Which lines in the records below hold the word "Result"? Copy each of them.

##### Records shown

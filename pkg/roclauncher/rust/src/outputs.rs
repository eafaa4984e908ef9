// Unless explicitly stated otherwise all files in this repository are licensed
// under the Apache License Version 2.0.
// This product includes software developed at Datadog (https://www.datadoghq.com/).
// Copyright 2026-present Datadog, Inc.

use crate::errors::{LaunchError, Result};
use log::info;
use std::io::Write;
use std::path::PathBuf;

pub const OUTPUT_ENV: &str = "GITHUB_OUTPUT";
pub const CONTAINER_NAME_OUTPUT: &str = "container_name";
pub const CONTAINER_ID_OUTPUT: &str = "container-id";

const MULTILINE_DELIMITER: &str = "ROC_LAUNCHER_EOF";

/// Destination for the step's named outputs.
pub trait OutputSink {
    fn set_output(&mut self, name: &str, value: &str) -> Result<()>;
}

/// Appends `name=value` records to the runner's output file, or only logs
/// them when no output file is configured.
#[derive(Debug, Clone, Default)]
pub struct StepOutputs {
    file: Option<PathBuf>,
}

impl StepOutputs {
    pub fn new(file: Option<PathBuf>) -> Self {
        Self { file }
    }

    pub fn from_env() -> Self {
        Self::new(
            std::env::var_os(OUTPUT_ENV)
                .filter(|v| !v.is_empty())
                .map(PathBuf::from),
        )
    }
}

impl OutputSink for StepOutputs {
    fn set_output(&mut self, name: &str, value: &str) -> Result<()> {
        info!("output {name}={value}");
        let Some(ref path) = self.file else {
            return Ok(());
        };

        let record = if value.contains('\n') {
            format!("{name}<<{MULTILINE_DELIMITER}\n{value}\n{MULTILINE_DELIMITER}\n")
        } else {
            format!("{name}={value}\n")
        };

        std::fs::OpenOptions::new()
            .create(true)
            .append(true)
            .open(path)
            .and_then(|mut f| f.write_all(record.as_bytes()))
            .map_err(|e| LaunchError::io(format!("writing output to {}", path.display()), e))
    }
}

/// Escape a message for a workflow command (`::error::...`).
fn escape_data(value: &str) -> String {
    value
        .replace('%', "%25")
        .replace('\r', "%0D")
        .replace('\n', "%0A")
}

/// Workflow command that fails the step with `message` in the job summary.
pub fn error_annotation(message: &str) -> String {
    format!("::error::{}", escape_data(message))
}

/// Workflow command that hides `secret` from every later log line.
pub fn add_mask(secret: &str) -> String {
    format!("::add-mask::{}", escape_data(secret))
}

##########

— Solution to this problem —
use crate::errors::{LaunchError, Result};
    fn set_output(&mut self, name: &str, value: &str) -> Result<()>;
    fn set_output(&mut self, name: &str, value: &str) -> Result<()> {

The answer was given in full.